My initial reaction was that somehow I had failed to make these people feel welcome in the neighbourhood, despite my expressions of gladness that they had moved in.
Then, WHOA, I thought! My cousin Michael has brought up two extremely decent teenagers with SOCIAL SKILLS (yes, a few of us have heard of these and sometimes practice them!) and I can’t imagine his two lovely children ever being so obnoxiously obtuse as this young guy, who was reluctant to call his mother so I could speak to her and welcome her to the neighbourhood.
Then, again, I did an about face and wondered if these people were coming from difficult circumstances. Maybe this obtuse young kid had been abused and was doing the best he could. Maybe moving into this old house in Killarney was a big step forward for them.
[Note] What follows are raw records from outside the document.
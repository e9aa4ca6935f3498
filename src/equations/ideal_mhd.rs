//! 2D ideal adiabatic MHD.
//!
//! Conservative state U = (ρ, ρu, ρv, E, Bx, By, ρX_k), with
//!
//! ∂ρ/∂t + ∇·(ρv) = 0
//! ∂(ρv)/∂t + ∇·(ρvv + p_T I − BB) = 0
//! ∂E/∂t + ∇·((E + p_T)v − B(B·v)) = 0
//! ∂B/∂t − ∇×(v×B) = 0
//! ∂(ρX)/∂t + ∇·(ρXv) = 0
//!
//! where p_T = p + ½|B|² and p = (γ−1)(E − ½ρ|v|² − ½|B|²). Field units
//! absorb the factor √(4π), so the Lorentz terms carry no prefactor.
//!
//! # Flux along a sweep direction
//!
//! With n/t the normal/transverse components:
//!
//! F(U) = [ρv_n, ρv_n² + p_T − B_n², ρv_n v_t − B_n B_t,
//!         (E + p_T)v_n − B_n(B_n v_n + B_t v_t), 0, B_t v_n − B_n v_t, ρX_k v_n]
//!
//! The normal-field flux is identically zero: the normal field lives on faces
//! and is advanced by constrained transport, not by this flux.

use crate::state::VariableLayout;
use crate::types::Direction;

/// √(4π), the conversion between Gaussian field units and Alfvén-speed units.
pub const SQRT_4PI: f64 = 3.544_907_701_811_032;

/// Ideal-gas MHD closure.
///
/// # Example
///
/// ```
/// use mhd_rs::equations::IdealMhd;
/// use mhd_rs::state::VariableLayout;
/// use mhd_rs::types::Direction;
///
/// let mhd = IdealMhd::new(1.4);
/// let layout = VariableLayout::standard(0);
///
/// // ρ = 1, v = 0, p = 1, B = 0
/// let u = [1.0, 0.0, 0.0, 1.0 / 0.4, 0.0, 0.0];
/// let f = mhd.flux(&u, Direction::X, &layout);
/// assert!((f[1] - 1.0).abs() < 1e-12);
/// ```
#[derive(Clone, Copy, Debug, PartialEq)]
pub struct IdealMhd {
    /// Adiabatic index γ
    pub gamma: f64,
}

impl IdealMhd {
    /// Create the closure for a given adiabatic index.
    pub fn new(gamma: f64) -> Self {
        Self { gamma }
    }

    /// Thermal pressure of a conservative state, using the cell's own field.
    #[inline]
    pub fn pressure(&self, u: &[f64], layout: &VariableLayout) -> f64 {
        let rho = u[layout.density()];
        let vx = u[layout.x_momentum()] / rho;
        let vy = u[layout.y_momentum()] / rho;
        let bx = u[layout.x_field()];
        let by = u[layout.y_field()];
        let b2 = bx * bx + by * by;
        (u[layout.energy()] - 0.5 * rho * (vx * vx + vy * vy) - 0.5 * b2) * (self.gamma - 1.0)
    }

    /// Adiabatic sound speed √(γp/ρ), without floors.
    #[inline]
    pub fn sound_speed(&self, u: &[f64], layout: &VariableLayout) -> f64 {
        (self.gamma * self.pressure(u, layout) / u[layout.density()]).sqrt()
    }

    /// Physical flux of `u` along `dir`, written into `out`.
    ///
    /// Pure: no floors and no validation. An unphysical state yields NaN or
    /// garbage, which the caller is expected to have ruled out.
    ///
    /// # Panics
    /// Panics if `u` or `out` is shorter than `layout.nvar()`.
    pub fn flux_into(&self, u: &[f64], dir: Direction, layout: &VariableLayout, out: &mut [f64]) {
        debug_assert_eq!(u.len(), layout.nvar(), "state length must match layout");
        debug_assert_eq!(out.len(), layout.nvar(), "flux length must match layout");
        let rho = u[layout.density()];
        let mx = u[layout.x_momentum()];
        let my = u[layout.y_momentum()];
        let energy = u[layout.energy()];
        let bx = u[layout.x_field()];
        let by = u[layout.y_field()];

        let vx = mx / rho;
        let vy = my / rho;
        let b2 = bx * bx + by * by;
        let p = (energy - 0.5 * rho * (vx * vx + vy * vy) - 0.5 * b2) * (self.gamma - 1.0);
        let p_total = p + 0.5 * b2;

        let (vn, vt) = dir.split(vx, vy);
        let (mn, mt) = dir.split(mx, my);
        let (bn, bt) = dir.split(bx, by);

        out[layout.density()] = rho * vn;
        out[layout.normal_momentum(dir)] = mn * vn + p_total - bn * bn;
        out[layout.transverse_momentum(dir)] = mt * vn - bn * bt;
        out[layout.energy()] = (energy + p_total) * vn - bn * (bn * vn + bt * vt);
        out[layout.normal_field(dir)] = 0.0;
        out[layout.transverse_field(dir)] = bt * vn - bn * vt;

        for k in layout.species() {
            out[k] = u[k] * vn;
        }
    }

    /// Physical flux of `u` along `dir`.
    pub fn flux(&self, u: &[f64], dir: Direction, layout: &VariableLayout) -> Vec<f64> {
        let mut out = vec![0.0; layout.nvar()];
        self.flux_into(u, dir, layout, &mut out);
        out
    }
}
Maybe he was so troubled he didn’t know how to respond to kindness and courtesy.
And then, next step in this perambulation of manners and annoyance, I thought, well, maybe this kid is just a future THUG or worse, serial killer!
GREAT! I have a future serial killer living next door!

I guess you can tell that I should really not overthink these things.

Bottom line: Why on earth can’t parents teach their kids basic manners (as my cousin has done)????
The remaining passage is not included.